Let's bear in mind nothing would have happened to the Armenians had they not rebelled in
their country's darkest hour. The resettlement decision made sense even to Morgenthau's
boss (and part-ghostwriter of the ambassador's "Story" Book), American Secretary
of State Robert Lansing; he wrote (November 21 1916, to President Wilson):
"I could see that [the Armenians'] well-known disloyalty to the Ottoman Government
and the fact that the territory which they inhabited was within the zone of military
operations constituted grounds more or less justifiable for compelling them to depart
their homes."
So had the Armenians remained loyal, many would have died in great numbers of famine and
disease regardless. Ambassador Morgenthau wrote in his "Story" Book that
thousands of Turks were dying daily of famine, because all the able-bodied men were
mobilized into the army, fighting a desperate, multi-front war against world superpowers.
Few were left behind to till the fields, Morgenthau told us, and he estimated a quarter
of the empire's Turkish population died of starvation, as a result.
Were these Turks similarly "murdered" by their government?

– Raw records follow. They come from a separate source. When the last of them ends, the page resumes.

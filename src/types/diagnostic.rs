//! Diagnosis types: Severity, FaultCode, DiagnosticResult

use serde::{Deserialize, Serialize};

/// Severity level of a diagnosis
///
/// Ordered so that `Critical > Warning > Normal`; the savings heuristic and
/// display layers branch on this enum, never on status strings.
#[derive(Debug, Clone, Copy, Serialize, Deserialize, PartialEq, Eq, PartialOrd, Ord, Default)]
pub enum Severity {
    #[default]
    Normal = 0,
    Warning = 1,
    Critical = 2,
}

impl std::fmt::Display for Severity {
    fn fmt(&self, f: &mut std::fmt::Formatter<'_>) -> std::fmt::Result {
        match self {
            Severity::Normal => write!(f, "NORMAL"),
            Severity::Warning => write!(f, "WARNING"),
            Severity::Critical => write!(f, "CRITICAL"),
        }
    }
}

/// Typed outcome of the fault classifier
///
/// One variant per classifier rule, in precedence order, plus `Optimal` for
/// the no-fault case. Each code knows its display label, its fixed reason
/// text, and its severity, so every consumer works from the same wording.
#[derive(Debug, Clone, Copy, Serialize, Deserialize, PartialEq, Eq, Default)]
pub enum FaultCode {
    /// Supply voltage outside the stable window
    GridInstability,
    /// Phase currents critically imbalanced
    PhaseImbalance,
    /// Load current too low — pump spinning in air
    DryRun,
    /// High power with near-zero discharge pressure
    BurstPipe,
    /// High pressure with near-zero flow
    DeadHead,
    /// Motor drawing beyond its service factor
    MotorOverload,
    /// Wet end converting too little shaft power to water power
    PoorEfficiency,
    /// No rule fired
    #[default]
    Optimal,
}

impl FaultCode {
    /// Headline status label for the diagnosis.
    pub fn status_label(self) -> &'static str {
        match self {
            FaultCode::GridInstability => "DANGER: GRID INSTABILITY",
            FaultCode::PhaseImbalance => "DANGER: PHASE IMBALANCE",
            FaultCode::DryRun => "CRITICAL: DRY RUN DETECTED",
            FaultCode::BurstPipe => "CRITICAL: BURST PIPE / ZERO HEAD",
            FaultCode::DeadHead => "WARNING: BLOCKAGE / DEAD-HEAD",
            FaultCode::MotorOverload => "WARNING: MOTOR OVERLOAD",
            FaultCode::PoorEfficiency => "WARNING: POOR EFFICIENCY",
            FaultCode::Optimal => "OPTIMAL",
        }
    }

    /// Fixed reason text for codes whose reason does not depend on the
    /// reading. `GridInstability` reports the voltage status string instead;
    /// the classifier substitutes it.
    pub fn default_reason(self) -> &'static str {
        match self {
            FaultCode::GridInstability => "Grid supply outside stable window.",
            FaultCode::PhaseImbalance => "Motor windings degrading. Check cables.",
            FaultCode::DryRun => "Amperage too low (<30%). Pump likely spinning in air.",
            FaultCode::BurstPipe => "High Power vs. Low Pressure. Massive hydraulic loss.",
            FaultCode::DeadHead => "Pressure exceeding safety limits with zero flow.",
            FaultCode::MotorOverload => "Motor drawing excess current. Thermal risk.",
            FaultCode::PoorEfficiency => {
                "Pump hydraulic efficiency is very low. Possible worn impeller."
            }
            FaultCode::Optimal => "System operating within normal parameters.",
        }
    }

    /// Severity attached to this code.
    pub fn severity(self) -> Severity {
        match self {
            FaultCode::GridInstability
            | FaultCode::PhaseImbalance
            | FaultCode::DryRun
            | FaultCode::BurstPipe => Severity::Critical,
            FaultCode::DeadHead | FaultCode::MotorOverload | FaultCode::PoorEfficiency => {
                Severity::Warning
            }
            FaultCode::Optimal => Severity::Normal,
        }
    }

    /// Whether the reported flow estimate must be zeroed.
    ///
    /// A dry-running pump moves no fluid regardless of what the back-solved
    /// flow formula says.
    pub fn suppresses_flow(self) -> bool {
        matches!(self, FaultCode::DryRun)
    }
}

impl std::fmt::Display for FaultCode {
    fn fmt(&self, f: &mut std::fmt::Formatter<'_>) -> std::fmt::Result {
        write!(f, "{}", self.status_label())
    }
}

/// Complete diagnostic record for one gauge reading
///
/// A flat, serializable snapshot: every field is derived from the asset
/// config and the reading, with no hidden state. Field names are stable —
/// report renderers and dashboards consume this record as-is.
///
/// The `monthly_savings` figure is a heuristic financial model (optimal-draw
/// comparison or a flat 25% waste assumption), not a measured value.
#[derive(Debug, Clone, Serialize, Deserialize, PartialEq)]
pub struct DiagnosticResult {
    // === Electrical Health ===
    /// Real electrical input power (kW)
    pub real_power_kw: f64,
    /// Motor load relative to the estimated full-load current (%)
    pub load_pct: f64,
    /// Voltage classification, legacy display string
    pub voltage_status: String,
    /// Phase balance classification, legacy display string
    pub imbalance_status: String,
    /// Worst-phase deviation from the mean (%)
    pub imbalance_pct: f64,
    /// Mean of the three phase currents (A)
    pub avg_current: f64,
    /// Line voltage as read (V)
    pub input_voltage: f64,

    // === Hydraulic Estimate ===
    /// Discharge head (m of water column)
    pub head_m: f64,
    /// Estimated flow (m³/h); forced to 0 on dry run
    pub estimated_flow_m3h: f64,

    // === Efficiency Decoupling ===
    /// Motor efficiency estimate from the load curve (%)
    pub motor_eff_pct: f64,
    /// Wet-end efficiency: hydraulic power over shaft power (%)
    pub pump_eff_pct: f64,
    /// Wire-to-water efficiency: hydraulic power over input power (%)
    pub total_eff_pct: f64,

    // === Diagnosis ===
    /// Headline status label
    pub status: String,
    /// Human-readable reason for the status
    pub reason: String,
    /// Severity of the diagnosis
    pub severity: Severity,
    /// Typed fault code behind the status label
    pub fault_code: FaultCode,

    // === Financial Projection ===
    /// Projected monthly energy cost in the configured currency
    pub monthly_cost: f64,
    /// Projected monthly emissions (tonnes CO2)
    pub monthly_co2_tonnes: f64,
    /// Estimated recoverable monthly waste (heuristic)
    pub monthly_savings: f64,
    /// Currency label for rendering the financial figures
    pub currency_symbol: String,
}

impl DiagnosticResult {
    /// Serialize the record to a JSON string for structured export.
    pub fn to_json(&self) -> Result<String, serde_json::Error> {
        serde_json::to_string_pretty(self)
    }
}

It's one thing to claim starvation policies were willfully imposed. (Highly unethical, if
there's no proof.) It's another to ignore the historical context. Another reason for the
widespread famine was the British conducted a naval blockade of the empire, preventing
goods from coming in. What if the Ottoman government simply COULDN'T feed its people? Why
is Prof. Rummel concluding the reasons for these deaths must have been because the Turks
were evil?
Richard Hovannisian wrote in
his 1967 book that some 150,000 Armenians also died of famine and disease while
accompanying the Russian retreats. The Turks were nowhere in sight. Thousands of Armenians
died similarly while accompanying the French retreats, at Marash. No doubt these figures
are part of the bloated "2.1 million" Armenians Prof. Rummel tells us were all
"murdered" by the Turks.
Prof. Rummel concludes the corpse is of an Armenian boy. Most likely it is, as Armin
Wegner, the photographer, was obsessed over the Armenians, and didn't shed many tears over
the "thousands of Turks dying daily" of similar causes. However, how do we know
for certain? Prof. Rummel gives his faith entirely to an Armenian web site, which
identifies the photograph as: "1915-1916, corpse of young Armenian boy starved to
death, collapsed at doorstep. Location: Ottoman empire, region Syria."

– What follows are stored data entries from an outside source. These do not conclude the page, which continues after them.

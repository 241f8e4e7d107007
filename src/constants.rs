// Element ids and classes expected in index.html.

pub const STAGE_ID: &str = "stage"; // canvas container, also carries data-* config
pub const SURFACE_ID: &str = "surface"; // full-screen click target for play/pause
pub const TRACK_LIST_ID: &str = "track-list";
pub const UPLOAD_LABEL_ID: &str = "upload-label";
pub const UPLOAD_INPUT_ID: &str = "upload-input";
pub const UPLOAD_TEXT_ID: &str = "upload-text";
pub const LOADING_ID: &str = "loading";
pub const ALERT_ID: &str = "alert";

pub const TRACK_ITEM_CLASS: &str = "track";
pub const TRACK_ACTIVE_CLASS: &str = "active";
pub const TRACK_ID_ATTR: &str = "data-track-id";

// Overlay copy
pub const LOADING_TEXT: &str = "Loading…";
pub const UPLOAD_PROMPT: &str = "Click here to upload an audio file";
pub const UPLOAD_RELEASE: &str = "Release to upload";
pub const UPLOAD_BUSY: &str = "Uploading";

Yet, when queried, The director of the museum where these photographs are housed (Stutgart's
Schiller-Nationalmuseum Deutsches Literaturarchiv) had written: "Unfortunately, we
do not have any indication regarding when or in what country the Wegner photographs were
taken. As a result, the dating, and sites depicted must be determined by whoever uses the
photos.''
The Armenian web site uses the photos. The Armenian web site can write anything to
identify the photos. And the "scholarly" Rudy Rummel accepts at face value what
the Armenian web site has come up with.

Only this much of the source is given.